Earnings Revisions – Predicted Stocks Would Fall

Earnings Scout chart on earnings estimate revisions versus the S&P 500 did a great job of forecasting the volatility in October.

I always put various economic and stock market-related research into my articles. It gives readers an understanding of the bullish and bearish arguments.

And it helps you see in real time which analysis worked and which analysis failed.

As you can see from the chart below, there was an increase in negative revisions and a decrease in positive revisions late in the summer.

Shortly afterward, stocks peaked. I showed this chart in an article over the summer. Thus proving there was no data manipulation after the fact to make it look correct.

Obviously, the next step in reviewing this chart is to see where stocks will go in November. As you can see, the S&P 5000 has fallen near the winter lows. Negative guidance has fallen, and positive guidance has risen.

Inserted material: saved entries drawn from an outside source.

//! Live Chrome session driven over the DevTools protocol

use crate::login::{FORM_TIMEOUT, LoginOutcome, fill_sign_in};
use crate::profile::{ProfileChoice, ProfileManager};
use crate::storefront::{Storefront, TabSwitch};
use crate::{CdpPage, ChromeFinder, ChromeLauncher, Error, Result};
use async_trait::async_trait;
use chromiumoxide::browser::Browser;
use futures::StreamExt;
use std::path::PathBuf;
use std::process::Child;
use std::time::Duration;
use tokio::task::JoinHandle;
use vocart_core::{Credentials, Marketplace};

const CONNECT_ATTEMPTS: u32 = 5;
const CONNECT_RETRY_DELAY: Duration = Duration::from_millis(500);
/// Time for a product link opened from search results to spawn its tab
const NEW_TAB_DELAY: Duration = Duration::from_secs(3);

#[derive(Debug, Clone)]
pub struct BrowserConfig {
    pub chrome_path: Option<PathBuf>,
    pub profile: ProfileChoice,
    pub port: u16,
}

pub struct BrowserSession {
    browser: Browser,
    handler: JoinHandle<()>,
    chrome: Child,
    // Held so a temporary profile outlives Chrome
    _profile: ProfileManager,
    main: CdpPage,
    current: CdpPage,
    on_product_tab: bool,
    marketplace: Marketplace,
}

impl BrowserSession {
    /// Start Chrome, attach to it and open the marketplace home page
    pub async fn launch(config: &BrowserConfig, marketplace: Marketplace) -> Result<Self> {
        let chrome_path = ChromeFinder::new(config.chrome_path.clone()).find()?;
        let profile = ProfileManager::open(&config.profile)?;
        tracing::info!("Using profile: {}", profile.path().display());

        let mut chrome =
            ChromeLauncher::new(chrome_path, profile.path().to_path_buf(), config.port).launch()?;

        let (browser, handler) = match connect(config.port).await {
            Ok(connected) => connected,
            Err(e) => {
                let _ = chrome.kill();
                return Err(e);
            }
        };

        let page = match browser.pages().await?.into_iter().next() {
            Some(page) => page,
            None => browser.new_page("about:blank").await?,
        };
        let main = CdpPage::new(page);
        main.goto(marketplace.home_url()).await?;

        Ok(Self {
            browser,
            handler,
            chrome,
            _profile: profile,
            current: main.clone(),
            main,
            on_product_tab: false,
            marketplace,
        })
    }

    /// Close the DevTools connection and stop Chrome
    pub async fn shutdown(mut self) {
        if let Err(e) = self.browser.close().await {
            tracing::debug!("Browser close failed: {}", e);
        }
        self.handler.abort();
        if let Err(e) = self.chrome.kill() {
            tracing::debug!("Chrome already exited: {}", e);
        }
        let _ = self.chrome.wait();
        tracing::info!("Browser closed");
    }
}

async fn connect(port: u16) -> Result<(Browser, JoinHandle<()>)> {
    let url = format!("http://localhost:{}", port);
    let mut attempt = 1;

    let (browser, mut handler) = loop {
        tracing::debug!("Attempting CDP connection to {}...", url);
        match Browser::connect(&url).await {
            Ok(connected) => break connected,
            Err(e) if attempt < CONNECT_ATTEMPTS => {
                tracing::debug!("CDP connection attempt {} failed: {}", attempt, e);
                attempt += 1;
                tokio::time::sleep(CONNECT_RETRY_DELAY).await;
            }
            Err(e) => {
                return Err(Error::Cdp(format!(
                    "Failed to connect to Chrome after {} attempts: {}",
                    CONNECT_ATTEMPTS, e
                )));
            }
        }
    };
    tracing::info!("CDP connection established");

    // Commands only complete while the handler is polled
    let task = tokio::spawn(async move {
        while let Some(event) = handler.next().await {
            if let Err(e) = event {
                tracing::debug!("CDP handler event error: {}", e);
            }
        }
    });

    Ok((browser, task))
}

#[async_trait(?Send)]
impl Storefront for BrowserSession {
    type Page = CdpPage;

    fn marketplace(&self) -> &Marketplace {
        &self.marketplace
    }

    fn page(&self) -> &CdpPage {
        &self.current
    }

    async fn sign_in(&mut self, credentials: &Credentials) -> LoginOutcome {
        let attempt = async {
            let url = self.marketplace.sign_in_url()?;
            self.main.goto(url.as_str()).await?;
            fill_sign_in(&self.main, credentials, FORM_TIMEOUT).await?;
            Ok::<_, Error>(())
        };

        match attempt.await {
            Ok(()) => LoginOutcome::Submitted,
            Err(e) => {
                tracing::warn!("Login failed: {}", e);
                LoginOutcome::Failed(e.to_string())
            }
        }
    }

    async fn search(&mut self, term: &str) -> Result<()> {
        let url = self.marketplace.search_url(term);
        self.main.goto(&url).await
    }

    async fn switch_to_product(&mut self) -> Result<TabSwitch> {
        tokio::time::sleep(NEW_TAB_DELAY).await;

        let main_target = self.main.inner().target_id().clone();
        let product = self
            .browser
            .pages()
            .await?
            .into_iter()
            .find(|page| *page.target_id() != main_target);

        match product {
            Some(page) => {
                let page = CdpPage::new(page);
                page.bring_to_front().await?;
                self.current = page;
                self.on_product_tab = true;
                tracing::info!("Switched to product tab");
                Ok(TabSwitch::NewTab)
            }
            None => {
                self.current = self.main.clone();
                self.on_product_tab = false;
                tracing::info!("No new tab opened, staying on current page");
                Ok(TabSwitch::SameTab)
            }
        }
    }

    async fn finish_product(&mut self) -> Result<()> {
        if self.on_product_tab {
            let product = std::mem::replace(&mut self.current, self.main.clone());
            self.on_product_tab = false;
            if let Err(e) = product.into_inner().close().await {
                tracing::warn!("Could not close product tab: {}", e);
            }
            self.main.bring_to_front().await?;
        }
        self.main.goto(self.marketplace.home_url()).await
    }
}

Based on the guidance changes, stocks are a buy right now. However, not as much of a buy as they were in February. Also, the sell signal was stronger this summer than last winter. There were more negative revisions in September than January. I will review 2 important earnings trends in this article.

Earnings Revisions – Sharp Earnings Multiple Compression

First, it’s important to recognize that earnings have grown from the last sell off until now. Whether you choose to look at trailing or forward earnings multiples, stocks are cheaper now. They’re actually lower than they were at the February low even though they are higher now.

As of Friday, October 26th the S&P 500 was nearly flat for the year which means there has been sharp multiple compression.

The table below shows the operating and GAAP EPS growth rates for S&P 500 firms. It shows since Q1 2015 on a quarter over quarter basis and a year over year basis.

As you can see, year over year operating EPS was up 26.79% and 26.68% in the first two quarters of this year. GAAP EPS growth was 20.25% and 26.06%.